To do
Task for the listing below: copy it out in full, exactly.

++++ Information ++++

//! In-memory scanner, prober and launcher for tests

use std::collections::{HashMap, HashSet};
use std::path::{Path, PathBuf};
use std::sync::Mutex;

use async_trait::async_trait;

use artiview_core::app::PortEntry;

use crate::health::AppProber;
use crate::launcher::{KillOutcome, LaunchError, Launcher};
use crate::scanner::PortScanner;

#[derive(Default)]
pub struct FakeScanner {
    ports: Mutex<Vec<PortEntry>>,
}

impl FakeScanner {
    pub fn with_ports(ports: &[(u16, u32, &str)]) -> Self {
        let scanner = Self::default();
        scanner.set(ports);
        scanner
    }

    pub fn set(&self, ports: &[(u16, u32, &str)]) {
        *self.ports.lock().unwrap() = ports
            .iter()
            .map(|(port, pid, process)| PortEntry {
                port: *port,
                pid: *pid,
                process: process.to_string(),
            })
            .collect();
    }
}

#[async_trait]
impl PortScanner for FakeScanner {
    fn name(&self) -> &'static str {
        "fake"
    }

    async fn is_available(&self) -> bool {
        true
    }

    async fn list_listening_ports(&self) -> Vec<PortEntry> {
        self.ports.lock().unwrap().clone()
    }
}

/// Answers probes from fixed tables. Unknown URLs and ports are unreachable.
#[derive(Default)]
pub struct FakeProber {
    pub healthy: HashSet<String>,
    pub viewers: HashSet<u16>,
    pub titles: HashMap<String, String>,
    pub workspaces: HashMap<u16, String>,
    pub health_checks: Mutex<Vec<String>>,
}

impl FakeProber {
    pub fn healthy(urls: &[&str]) -> Self {
        Self {
            healthy: urls.iter().map(|url| url.to_string()).collect(),
            ..Self::default()
        }
    }

    pub fn checks(&self) -> Vec<String> {
        self.health_checks.lock().unwrap().clone()
    }
}

#[async_trait]
impl AppProber for FakeProber {
    async fn check_health(&self, url: &str) -> bool {
        self.health_checks.lock().unwrap().push(url.to_string());
        self.healthy.contains(url)
    }

    async fn is_viewer(&self, port: u16) -> bool {
        self.viewers.contains(&port)
    }

    async fn fetch_page_title(&self, url: &str) -> Option<String> {
        self.titles.get(url).cloned()
    }

    async fn fetch_workspace_name(&self, port: u16) -> Option<String> {
        self.workspaces.get(&port).cloned()
    }
}

/// Records launches instead of running anything
#[derive(Default)]
pub struct FakeLauncher {
    pub spawned: Mutex<Vec<(String, PathBuf)>>,
    pub ran: Mutex<Vec<(String, PathBuf)>>,
    pub killed: Mutex<Vec<u32>>,
    /// pids reported as already gone
    pub gone: HashSet<u32>,
    /// make `run` fail with this exit code
    pub run_exit_code: Option<i32>,
}

impl FakeLauncher {
    pub fn spawned(&self) -> Vec<(String, PathBuf)> {
        self.spawned.lock().unwrap().clone()
    }

    pub fn ran(&self) -> Vec<(String, PathBuf)> {
        self.ran.lock().unwrap().clone()
    }

    pub fn killed(&self) -> Vec<u32> {
        self.killed.lock().unwrap().clone()
    }
}

#[async_trait]
impl Launcher for FakeLauncher {
    async fn spawn_detached(&self, command: &str, cwd: &Path) -> Result<Option<u32>, LaunchError> {
        self.spawned
            .lock()
            .unwrap()
            .push((command.to_string(), cwd.to_path_buf()));
        Ok(Some(4242))
    }

    async fn run(&self, command: &str, cwd: &Path) -> Result<(), LaunchError> {
        self.ran
            .lock()
            .unwrap()
            .push((command.to_string(), cwd.to_path_buf()));
        match self.run_exit_code {
            Some(code) => Err(LaunchError::CommandFailed {
                command: command.to_string(),
                code: Some(code),
                stderr: "failed".into(),
            }),
            None => Ok(()),
        }
    }

    async fn kill(&self, pid: u32) -> Result<KillOutcome, LaunchError> {
        if self.gone.contains(&pid) {
            return Ok(KillOutcome::NoSuchProcess);
        }
        self.killed.lock().unwrap().push(pid);
        Ok(KillOutcome::Killed)
    }
}
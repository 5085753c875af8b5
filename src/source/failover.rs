use tracing::warn;

use super::{MetadataSource, MetadataTable, QueryDialect, QueryError};

/// Runs queries on `primary`, switching to `secondary` when the primary fails.
///
/// Both sources must accept the primary's dialect.
pub struct FailoverSource<P, S> {
    primary: P,
    secondary: S,
}

impl<P: MetadataSource, S: MetadataSource> FailoverSource<P, S> {
    pub fn new(primary: P, secondary: S) -> Self {
        Self { primary, secondary }
    }

    pub fn primary(&self) -> &P {
        &self.primary
    }

    pub fn secondary(&self) -> &S {
        &self.secondary
    }
}

impl<P: MetadataSource, S: MetadataSource> MetadataSource for FailoverSource<P, S> {
    fn dialect(&self) -> QueryDialect {
        self.primary.dialect()
    }

    fn execute(&self, statement: &str, label: &str) -> Result<MetadataTable, QueryError> {
        match self.primary.execute(statement, label) {
            Ok(table) => Ok(table),
            Err(primary) => {
                warn!(label, error = %primary, "Primary metadata source failed, trying secondary");
                self.secondary
                    .execute(statement, label)
                    .map_err(|secondary| QueryError::Exhausted {
                        primary: Box::new(primary),
                        secondary: Box::new(secondary),
                    })
            }
        }
    }
}
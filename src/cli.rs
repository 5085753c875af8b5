use clap::{Parser, Subcommand};
use std::path::PathBuf;

/// Catalog name used when neither the flags nor the config file set one
pub const DEFAULT_CATALOG: &str = "local";

/// SQLite schema name used when neither the flags nor the config file set one
pub const DEFAULT_DATASET: &str = "main";

#[derive(Parser, Debug)]
#[command(name = "column-discovery")]
#[command(version, about = "Discover table schemas and infer column semantics")]
pub struct Cli {
    /// JSON config file (default: platform config dir)
    #[arg(long, global = true)]
    pub config: Option<PathBuf>,

    /// Catalog name used in cache keys
    #[arg(long, global = true)]
    pub catalog: Option<String>,

    /// Dataset (attached SQLite schema) holding the tables
    #[arg(long, global = true)]
    pub dataset: Option<String>,

    /// Enable debug logging
    #[arg(short, long, global = true)]
    pub verbose: bool,

    #[command(subcommand)]
    pub command: Commands,
}

#[derive(Subcommand, Debug)]
pub enum Commands {
    /// Discover tables and print their schemas as JSON
    Discover {
        /// SQLite database path
        db: PathBuf,

        /// Tables to discover
        #[arg(required = true)]
        tables: Vec<String>,
    },

    /// Print the SQL expression for a person's full name
    FullName {
        /// SQLite database path
        db: PathBuf,

        table: String,
    },

    /// Print the physical column for a logical field
    Map {
        /// SQLite database path
        db: PathBuf,

        table: String,

        /// Logical field, e.g. customer_id or hire_date
        field: String,
    },

    /// Analyze a derivation expression against a table
    Analyze {
        /// SQLite database path
        db: PathBuf,

        table: String,

        /// Free-text derivation logic
        logic: String,
    },

    /// Discover every table named in a JSON scenario file and print a summary
    Scenarios {
        /// SQLite database path
        db: PathBuf,

        /// JSON array of scenario records
        scenarios: PathBuf,
    },

    /// List configured tables
    ListTables {
        /// SQLite database path
        db: PathBuf,
    },

    /// Describe a table's columns, name fields and mappings
    Describe {
        /// SQLite database path
        db: PathBuf,

        table: String,
    },
}

impl Cli {
    pub fn parse_args() -> Self {
        Cli::parse()
    }
}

++++

Written response
//! In-memory scanner, prober and launcher for tests

use std::collections::{HashMap, HashSet};
use std::path::{Path, PathBuf};
use std::sync::Mutex;

use async_trait::async_trait;

use artiview_core::app::PortEntry;

use crate::health::AppProber;
use crate::launcher::{KillOutcome, LaunchError, Launcher};
use crate::scanner::PortScanner;

#[derive(Default)]
pub struct FakeScanner {
    ports: Mutex<Vec<PortEntry>>,
}

impl FakeScanner {
    pub fn with_ports(ports: &[(u16, u32, &str)]) -> Self {
        let scanner = Self::default();
        scanner.set(ports);
        scanner
    }

    pub fn set(&self, ports: &[(u16, u32, &str)]) {
        *self.ports.lock().unwrap() = ports
            .iter()
            .map(|(port, pid, process)| PortEntry {
                port: *port,
                pid: *pid,
                process: process.to_string(),
            })
            .collect();
    }
}

#[async_trait]
impl PortScanner for FakeScanner {
    fn name(&self) -> &'static str {
        "fake"
    }

    async fn is_available(&self) -> bool {
        true
    }

    async fn list_listening_ports(&self) -> Vec<PortEntry> {
        self.ports.lock().unwrap().clone()
    }
}

/// Answers probes from fixed tables. Unknown URLs and ports are unreachable.
#[derive(Default)]
pub struct FakeProber {
    pub healthy: HashSet<String>,
    pub viewers: HashSet<u16>,
    pub titles: HashMap<String, String>,
    pub workspaces: HashMap<u16, String>,
    pub health_checks: Mutex<Vec<String>>,
}

impl FakeProber {
    pub fn healthy(urls: &[&str]) -> Self {
        Self {
            healthy: urls.iter().map(|url| url.to_string()).collect(),
            ..Self::default()
        }
    }

    pub fn checks(&self) -> Vec<String> {
        self.health_checks.lock().unwrap().clone()
    }
}

#[async_trait]
impl AppProber for FakeProber {
    async fn check_health(&self, url: &str) -> bool {
        self.health_checks.lock().unwrap().push(url.to_string());
        self.healthy.contains(url)
    }

    async fn is_viewer(&self, port: u16) -> bool {
        self.viewers.contains(&port)
    }

    async fn fetch_page_title(&self, url: &str) -> Option<String> {
        self.titles.get(url).cloned()
    }

    async fn fetch_workspace_name(&self, port: u16) -> Option<String> {
        self.workspaces.get(&port).cloned()
    }
}

/// Records launches instead of running anything
#[derive(Default)]
pub struct FakeLauncher {
    pub spawned: Mutex<Vec<(String, PathBuf)>>,
    pub ran: Mutex<Vec<(String, PathBuf)>>,
    pub killed: Mutex<Vec<u32>>,
    /// pids reported as already gone
    pub gone: HashSet<u32>,
    /// make `run` fail with this exit code
    pub run_exit_code: Option<i32>,
}

impl FakeLauncher {
    pub fn spawned(&self) -> Vec<(String, PathBuf)> {
        self.spawned.lock().unwrap().clone()
    }

    pub fn ran(&self) -> Vec<(String, PathBuf)> {
        self.ran.lock().unwrap().clone()
    }

    pub fn killed(&self) -> Vec<u32> {
        self.killed.lock().unwrap().clone()
    }
}

#[async_trait]
impl Launcher for FakeLauncher {
    async fn spawn_detached(&self, command: &str, cwd: &Path) -> Result<Option<u32>, LaunchError> {
        self.spawned
            .lock()
            .unwrap()
            .push((command.to_string(), cwd.to_path_buf()));
        Ok(Some(4242))
    }

    async fn run(&self, command: &str, cwd: &Path) -> Result<(), LaunchError> {
        self.ran
            .lock()
            .unwrap()
            .push((command.to_string(), cwd.to_path_buf()));
        match self.run_exit_code {
            Some(code) => Err(LaunchError::CommandFailed {
                command: command.to_string(),
                code: Some(code),
                stderr: "failed".into(),
            }),
            None => Ok(()),
        }
    }

    async fn kill(&self, pid: u32) -> Result<KillOutcome, LaunchError> {
        if self.gone.contains(&pid) {
            return Ok(KillOutcome::NoSuchProcess);
        }
        self.killed.lock().unwrap().push(pid);
        Ok(KillOutcome::Killed)
    }
}
repository 5085753c875af8b5
filename src/source/failover.rs
use tracing::warn;

use super::{MetadataSource, MetadataTable, QueryDialect, QueryError};

/// Runs queries on `primary`, switching to `secondary` when the primary fails.
///
/// Both sources must accept the primary's dialect.
pub struct FailoverSource<P, S> {
    primary: P,
    secondary: S,
}

impl<P: MetadataSource, S: MetadataSource> FailoverSource<P, S> {
    pub fn new(primary: P, secondary: S) -> Self {
        Self { primary, secondary }
    }

    pub fn primary(&self) -> &P {
        &self.primary
    }

    pub fn secondary(&self) -> &S {
        &self.secondary
    }
}

impl<P: MetadataSource, S: MetadataSource> MetadataSource for FailoverSource<P, S> {
    fn dialect(&self) -> QueryDialect {
        self.primary.dialect()
    }

    fn execute(&self, statement: &str, label: &str) -> Result<MetadataTable, QueryError> {
        match self.primary.execute(statement, label) {
            Ok(table) => Ok(table),
            Err(primary) => {
                warn!(label, error = %primary, "Primary metadata source failed, trying secondary");
                self.secondary
                    .execute(statement, label)
                    .map_err(|secondary| QueryError::Exhausted {
                        primary: Box::new(primary),
                        secondary: Box::new(secondary),
                    })
            }
        }
    }
}
filename src/cli.rs
repository 5085753c875af8b5
use clap::{Parser, Subcommand};
use std::path::PathBuf;

/// Catalog name used when neither the flags nor the config file set one
pub const DEFAULT_CATALOG: &str = "local";

/// SQLite schema name used when neither the flags nor the config file set one
pub const DEFAULT_DATASET: &str = "main";

#[derive(Parser, Debug)]
#[command(name = "column-discovery")]
#[command(version, about = "Discover table schemas and infer column semantics")]
pub struct Cli {
    /// JSON config file (default: platform config dir)
    #[arg(long, global = true)]
    pub config: Option<PathBuf>,

    /// Catalog name used in cache keys
    #[arg(long, global = true)]
    pub catalog: Option<String>,

    /// Dataset (attached SQLite schema) holding the tables
    #[arg(long, global = true)]
    pub dataset: Option<String>,

    /// Enable debug logging
    #[arg(short, long, global = true)]
    pub verbose: bool,

    #[command(subcommand)]
    pub command: Commands,
}

#[derive(Subcommand, Debug)]
pub enum Commands {
    /// Discover tables and print their schemas as JSON
    Discover {
        /// SQLite database path
        db: PathBuf,

        /// Tables to discover
        #[arg(required = true)]
        tables: Vec<String>,
    },

    /// Print the SQL expression for a person's full name
    FullName {
        /// SQLite database path
        db: PathBuf,

        table: String,
    },

    /// Print the physical column for a logical field
    Map {
        /// SQLite database path
        db: PathBuf,

        table: String,

        /// Logical field, e.g. customer_id or hire_date
        field: String,
    },

    /// Analyze a derivation expression against a table
    Analyze {
        /// SQLite database path
        db: PathBuf,

        table: String,

        /// Free-text derivation logic
        logic: String,
    },

    /// Discover every table named in a JSON scenario file and print a summary
    Scenarios {
        /// SQLite database path
        db: PathBuf,

        /// JSON array of scenario records
        scenarios: PathBuf,
    },

    /// List configured tables
    ListTables {
        /// SQLite database path
        db: PathBuf,
    },

    /// Describe a table's columns, name fields and mappings
    Describe {
        /// SQLite database path
        db: PathBuf,

        table: String,
    },
}

impl Cli {
    pub fn parse_args() -> Self {
        Cli::parse()
    }
}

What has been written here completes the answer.